The watchdog’s special report into Clarion found multiple failings in the housing association’s response to tenants’ complaints about damp, mould and pest control.

The report, based on a review of 13 investigations covering eight local authority areas over a two-year period, found three-quarters of the findings in those cases were due to service failure or maladministration.

The housing association has been under-fire since last year. An investigation from ITV News and campaign work from Clarion tenant Tweneboa uncovered failings at the Eastfields Estate in Mitcham, south London.

Tweneboa told The Big Issue he was “not surprised” at the latest findings. 

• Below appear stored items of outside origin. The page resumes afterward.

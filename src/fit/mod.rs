//! Model fitting.
//!
//! Responsibilities:
//!
//! - train the feed-forward network (Adam + early stopping)
//! - solve the linear baseline by least squares
//! - dispatch on the requested `ModelKind`

pub mod linear;
pub mod network;

pub use linear::*;
pub use network::*;

use tracing::info;

use crate::domain::{ModelKind, NetworkOptions};
use crate::error::AppError;
use crate::features::FeatureMatrix;
use crate::models::Model;

/// A fitted model plus its training diagnostics (network only).
#[derive(Debug, Clone)]
pub struct FittedModel {
    pub model: Model,
    pub training: Option<TrainReport>,
}

/// Fit `kind` on a training matrix that carries a target row.
pub fn fit_model(kind: ModelKind, train: &FeatureMatrix, options: &NetworkOptions) -> Result<FittedModel, AppError> {
    train.require_observations("training")?;
    let target = train.require_target()?;

    info!(
        model = kind.display_name(),
        observations = train.n_obs(),
        features = train.n_features(),
        "fitting model"
    );

    match kind {
        ModelKind::Network => {
            let (net, report) = train_network(&train.features, target, options)?;
            Ok(FittedModel {
                model: Model::Network(net),
                training: Some(report),
            })
        }
        ModelKind::Linear => Ok(FittedModel {
            model: Model::Linear(fit_linear(&train.features, target)?),
            training: None,
        }),
    }
}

“My question is: what happens in response to this? What is the sanction for this? What regulation has been put in place? What penalties are Clarion going to receive as a result of this?” the campaigner said.

“We’ve been seeing time and time again the same stories coming up of tenants living in slum conditions under Clarion. They keep coming out and apologising for individual cases and there’s more and more.

Kwajo Tweneboa, a young social housing campaigner.
Kwajo Tweneboa, a young social housing campaigner. Image: Supplied

“At what point does the ombudsman or the regulator hold them to account and people start losing their jobs? Because ultimately people’s lives have been put at risk.

“Even today I’m highlighting cases about Clarion tenants living in poor conditions. So what is going to be done to hold them to account and penalise them?”

Tweneboa’s campaigning inspired former housing secretary Michael Gove to say he would “put Clarion on notice” in May as the Housing Ombudsman also announced a wider investigation into Clarion, which manages 125,000 homes housing 350,000 people.

The ombudsman’s investigation found five findings of severe maladministration and five findings of reasonable redress or no maladministration.

The landlord’s approach to damp and mould was described as “inconsistent” by the watchdog, which noted that Clarion did not have a “sufficiently robust and detailed policy in place” to tackle the issue.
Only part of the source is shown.